Still sober, day 3. Didn’t start the day with Champagne breakfast out in the sun, and no lunch cocktail planned either. Been spending the morning on here with Iced Coffee and banana bread instead. And now I’m about to do some garden work. I’m at home everyday as a housewife because my husband is away Sunday-Friday as a roadworker. Wishing all of you a wonderful day.
@Dolse71 should be 30 for you today congrats man…
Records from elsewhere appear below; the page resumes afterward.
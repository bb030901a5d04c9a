//! `/api/v1/register`, `/api/v1/agents` — agent registration and directory.

use axum::{
    extract::{Path, Query, State},
    Json,
};
use chrono::Utc;
use coordinator_core::{
    error::CoreError,
    liveness::{agent_availability, agent_liveness},
    models::NewAgent,
    validation::validate_agent_id,
};

use crate::{
    dto::{AgentView, DeleteAgentQuery, ListAgentsQuery, RegisterAgentRequest},
    error::ApiResult,
    state::AppState,
};

pub async fn register_agent(
    State(state): State<AppState>,
    Json(body): Json<RegisterAgentRequest>,
) -> ApiResult<Json<AgentView>> {
    validate_agent_id(&body.agent_id)?;
    let agent = state
        .store
        .upsert_agent(NewAgent {
            agent_id: body.agent_id,
            project_id: body.project_id,
            role: body.role,
            level: body.level,
            connection_type: body.connection_type,
        })
        .await?;

    state.hub.publish(body.project_id);

    let now = Utc::now();
    let liveness = agent_liveness(agent.last_seen, now, state.config.liveness);
    let availability = agent_availability(&agent, now, state.config.liveness);
    Ok(Json(AgentView::new(agent, liveness, availability)))
}

pub async fn list_agents(
    State(state): State<AppState>,
    Query(query): Query<ListAgentsQuery>,
) -> ApiResult<Json<Vec<AgentView>>> {
    let agents = state.store.list_agents(query.project_id).await?;
    let now = Utc::now();
    let views = agents
        .into_iter()
        .map(|agent| {
            let liveness = agent_liveness(agent.last_seen, now, state.config.liveness);
            let availability = agent_availability(&agent, now, state.config.liveness);
            AgentView::new(agent, liveness, availability)
        })
        .collect();
    Ok(Json(views))
}

/// PM-only per §6.1; the requester's role is checked against the agent
/// directory rather than trusted from the request body.
pub async fn delete_agent(
    State(state): State<AppState>,
    Path(agent_id): Path<String>,
    Query(query): Query<DeleteAgentQuery>,
) -> ApiResult<()> {
    let requester = state
        .store
        .get_agent(query.project_id, &query.requester_agent_id)
        .await?
        .ok_or_else(|| CoreError::not_found_entity("agent", &query.requester_agent_id))?;
    if !requester.role.is_pm() {
        return Err(CoreError::Forbidden("only a pm may remove an agent".to_string()).into());
    }

    state.store.delete_agent(query.project_id, &agent_id).await?;
    state.hub.publish(query.project_id);
    Ok(())
}
//! End-to-end test harness: spawns a real `coordinator-server` process
//! against a throwaway SQLite file and drives it over HTTP, the way the
//! teacher's integration suite drove `axon-mcp` as a child process rather
//! than calling into its library directly.

use std::net::TcpListener;
use std::path::PathBuf;
use std::time::Duration;

use anyhow::{bail, Context, Result};
use serde_json::{json, Value};
use tokio::process::{Child, Command};
use tokio::time::{sleep, timeout};

/// A running `coordinator-server` bound to a free local port, with a
/// throwaway SQLite database that is deleted when the harness drops.
pub struct TestHarness {
    child: Child,
    client: reqwest::Client,
    base_url: String,
    _db_dir: tempfile::TempDir,
}

fn free_port() -> u16 {
    TcpListener::bind("127.0.0.1:0")
        .expect("bind ephemeral port")
        .local_addr()
        .unwrap()
        .port()
}

impl TestHarness {
    /// Start a fresh server instance. Each call gets its own SQLite file and
    /// port, so tests can run concurrently.
    pub async fn spawn() -> Result<Self> {
        Self::spawn_with_env(&[]).await
    }

    /// Like [`Self::spawn`] but with additional environment overrides, e.g.
    /// a short `SERVICE_STALE_SECONDS` for liveness tests that would
    /// otherwise need to sleep for minutes.
    pub async fn spawn_with_env(extra_env: &[(&str, &str)]) -> Result<Self> {
        let binary = PathBuf::from(env!("CARGO_BIN_EXE_coordinator-server"));
        let db_dir = tempfile::tempdir().context("create temp dir for sqlite file")?;
        let db_path = db_dir.path().join("coordinator.sqlite");
        let port = free_port();

        let mut command = Command::new(&binary);
        command
            .env("DATABASE_URL", format!("sqlite://{}", db_path.display()))
            .env("SERVICE_PORT", port.to_string())
            .env("LOG_LEVEL", "warn")
            .env("DISPATCHER_WAIT_SECONDS", "2")
            .stdout(std::process::Stdio::null())
            .stderr(std::process::Stdio::inherit())
            .kill_on_drop(true);
        for (key, value) in extra_env {
            command.env(key, value);
        }
        let child = command.spawn().context("failed to spawn coordinator-server")?;

        let base_url = format!("http://127.0.0.1:{port}");
        let client = reqwest::Client::new();

        let mut harness = Self {
            child,
            client,
            base_url,
            _db_dir: db_dir,
        };
        harness.wait_until_ready().await?;
        Ok(harness)
    }

    async fn wait_until_ready(&mut self) -> Result<()> {
        let deadline = tokio::time::Instant::now() + Duration::from_secs(10);
        loop {
            if let Some(status) = self.child.try_wait()? {
                bail!("coordinator-server exited early with {status}");
            }
            if let Ok(resp) = self.client.get(format!("{}/health", self.base_url)).send().await {
                if resp.status().is_success() {
                    return Ok(());
                }
            }
            if tokio::time::Instant::now() >= deadline {
                bail!("coordinator-server did not become healthy in time");
            }
            sleep(Duration::from_millis(50)).await;
        }
    }

    fn url(&self, path: &str) -> String {
        format!("{}/api/v1{path}", self.base_url)
    }

    pub async fn create_project(&self, name: &str) -> Result<Value> {
        let resp = self
            .client
            .post(self.url("/projects"))
            .json(&json!({
                "name": name,
                "shared_path": "/shared",
                "instructions_path": "/instructions",
                "docs_path": "/docs",
            }))
            .send()
            .await?;
        ok_json(resp).await
    }

    pub async fn register_agent(
        &self,
        project_id: i64,
        agent_id: &str,
        role: &str,
        level: &str,
    ) -> Result<Value> {
        let resp = self
            .client
            .post(self.url("/register"))
            .json(&json!({
                "project_id": project_id,
                "agent_id": agent_id,
                "role": role,
                "level": level,
                "connection_type": "client",
            }))
            .send()
            .await?;
        ok_json(resp).await
    }

    pub async fn create_epic(&self, project_id: i64, name: &str) -> Result<Value> {
        let resp = self
            .client
            .post(self.url("/epics"))
            .json(&json!({ "project_id": project_id, "name": name, "description": "d", "created_by_agent": "pm" }))
            .send()
            .await?;
        ok_json(resp).await
    }

    pub async fn create_feature(&self, epic_id: i64, name: &str) -> Result<Value> {
        let resp = self
            .client
            .post(self.url("/features"))
            .json(&json!({ "epic_id": epic_id, "name": name, "description": "d" }))
            .send()
            .await?;
        ok_json(resp).await
    }

    #[allow(clippy::too_many_arguments)]
    pub async fn create_task(
        &self,
        feature_id: i64,
        title: &str,
        target_role: &str,
        difficulty: &str,
        complexity: &str,
        created_by: &str,
    ) -> Result<Value> {
        let resp = self
            .client
            .post(self.url("/tasks/create"))
            .json(&json!({
                "feature_id": feature_id,
                "title": title,
                "description": "d",
                "target_role": target_role,
                "difficulty": difficulty,
                "complexity": complexity,
                "created_by": created_by,
            }))
            .send()
            .await?;
        ok_json(resp).await
    }

    pub async fn set_task_status(
        &self,
        task_id: i64,
        project_id: i64,
        actor_agent_id: &str,
        status: &str,
        note: Option<&str>,
    ) -> Result<reqwest::Response> {
        self.client
            .put(self.url(&format!("/tasks/{task_id}/status")))
            .json(&json!({
                "project_id": project_id,
                "actor_agent_id": actor_agent_id,
                "new_status": status,
                "note": note,
            }))
            .send()
            .await
            .context("PUT /tasks/{id}/status")
    }

    pub async fn dispatch_next(
        &self,
        project_id: i64,
        role: &str,
        level: &str,
        agent_id: &str,
        wait: bool,
    ) -> Result<reqwest::Response> {
        self.client
            .get(self.url("/tasks/next"))
            .query(&[
                ("project_id", project_id.to_string()),
                ("role", role.to_string()),
                ("level", level.to_string()),
                ("agent_id", agent_id.to_string()),
                ("wait", wait.to_string()),
            ])
            .send()
            .await
            .context("GET /tasks/next")
    }

    pub async fn create_document(
        &self,
        project_id: i64,
        author_agent_id: &str,
        title: &str,
        body: &str,
    ) -> Result<Value> {
        let resp = self
            .client
            .post(self.url("/documents"))
            .json(&json!({
                "project_id": project_id,
                "author_agent_id": author_agent_id,
                "doc_type": "handoff",
                "title": title,
                "body": body,
            }))
            .send()
            .await?;
        ok_json(resp).await
    }

    pub async fn register_service(
        &self,
        project_id: i64,
        owner_agent_id: &str,
        name: &str,
        port: u16,
    ) -> Result<Value> {
        let resp = self
            .client
            .post(self.url("/services/register"))
            .json(&json!({
                "project_id": project_id,
                "owner_agent_id": owner_agent_id,
                "name": name,
                "port": port,
                "meta": {},
            }))
            .send()
            .await?;
        ok_json(resp).await
    }

    pub async fn heartbeat_service(&self, project_id: i64, name: &str) -> Result<Value> {
        let resp = self
            .client
            .post(self.url(&format!("/services/{name}/heartbeat")))
            .query(&[("project_id", project_id.to_string())])
            .send()
            .await?;
        ok_json(resp).await
    }

    pub async fn list_services(&self, project_id: i64) -> Result<Value> {
        let resp = self
            .client
            .get(self.url("/services"))
            .query(&[("project_id", project_id.to_string())])
            .send()
            .await?;
        ok_json(resp).await
    }

    pub async fn changes(&self, project_id: i64, since: &str, wait: bool) -> Result<reqwest::Response> {
        self.client
            .get(self.url("/changes"))
            .query(&[
                ("project_id", project_id.to_string()),
                ("since", since.to_string()),
                ("wait", wait.to_string()),
            ])
            .send()
            .await
            .context("GET /changes")
    }

    pub async fn list_mentions(&self, agent_id: &str, unread_only: bool) -> Result<Value> {
        let resp = self
            .client
            .get(self.url("/mentions"))
            .query(&[("agent_id", agent_id.to_string()), ("unread_only", unread_only.to_string())])
            .send()
            .await?;
        ok_json(resp).await
    }
}

async fn ok_json(resp: reqwest::Response) -> Result<Value> {
    let status = resp.status();
    let body = resp.text().await?;
    if !status.is_success() {
        bail!("request failed with {status}: {body}");
    }
    serde_json::from_str(&body).context("parse JSON response")
}

/// Small helper for tests that need to bound a long-poll wait.
pub async fn with_deadline<F, T>(seconds: u64, fut: F) -> Result<T>
where
    F: std::future::Future<Output = T>,
{
    timeout(Duration::from_secs(seconds), fut)
        .await
        .context("operation timed out")
}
Day 113 I really think the memorial day weekend really had me in my funk along with the friends thing, but I made it through and now I come back feeling good and strong back to normal. I really do feel so much more clear and different thinking after shit like that. As much as I hate coming back to work I’m grateful. Going to take it easy after work today and get a nice jog and then a small recovery ride in. Hope everyone has a good Tuesday
11 days 11 hours sober but yesterday I almost came so so close to drinking we went to visit my dad yesterday and when we turned up mel asked my dad for a roll up cig…we both quit together the smoking and she dont drink when I dont drink well atleast for abit untill i get going…when she said she wanted a cig I felt she was having a law for one and a law for another it wasnt right she dont want me to drink she gets mad when I crave yet she can have a cig so I thought balls I’ll have a drink…but I like been sober I feel so healthy and drink has a bad affect on me the hangovers are horrendous so i just kept telling myself that and i didn’t drink but i still want to it’s so bloody frustrating but addiction is…i got myself some fresh pink lemonade for if i crave again tonight hope it helps peace out xx
Well done not giving in Alice! Addiction sees it chance whenever it sees a chance… Surviving an urge like this will make it easier withstanding it the next time it happens so yay you! One day and one urge at a time friend.
This is the strength we all gather in our journey to sobriety. Otherwise we stay in bad relationships since we are too drunk, tired, and emotionally empty to change. I am glad you’ve found happiness. It is what this struggle is all about.
239.50 to be exact
Stood up with more pain, but i keep winning my battles against the man with the hammer .
I finaly exepted the part to change what you can’t endure , and more important… endure what you can’t change.
There will be nasty days ahead but imma gonna make the best of it. Thats all i can do and driving myself crazy isnt helpfull.
I realised that i should be as Nice to myself as i mostly want to be towards others so decided to cut myself some slack. I try to come @ peace with my phisical condition and ordered a little gift for myself as a reward or act of kindness to get some positivity in my mind.
Guess thats my check in for now.
Before i forget, @Mno how’s your back then ? Any improvement so far?
@anon60334405
Glad you were able to pull out of that funk fairly quickly. Loss of relationships and change are a hard part of this journey. Keep your spirits up, you are doing the right thing.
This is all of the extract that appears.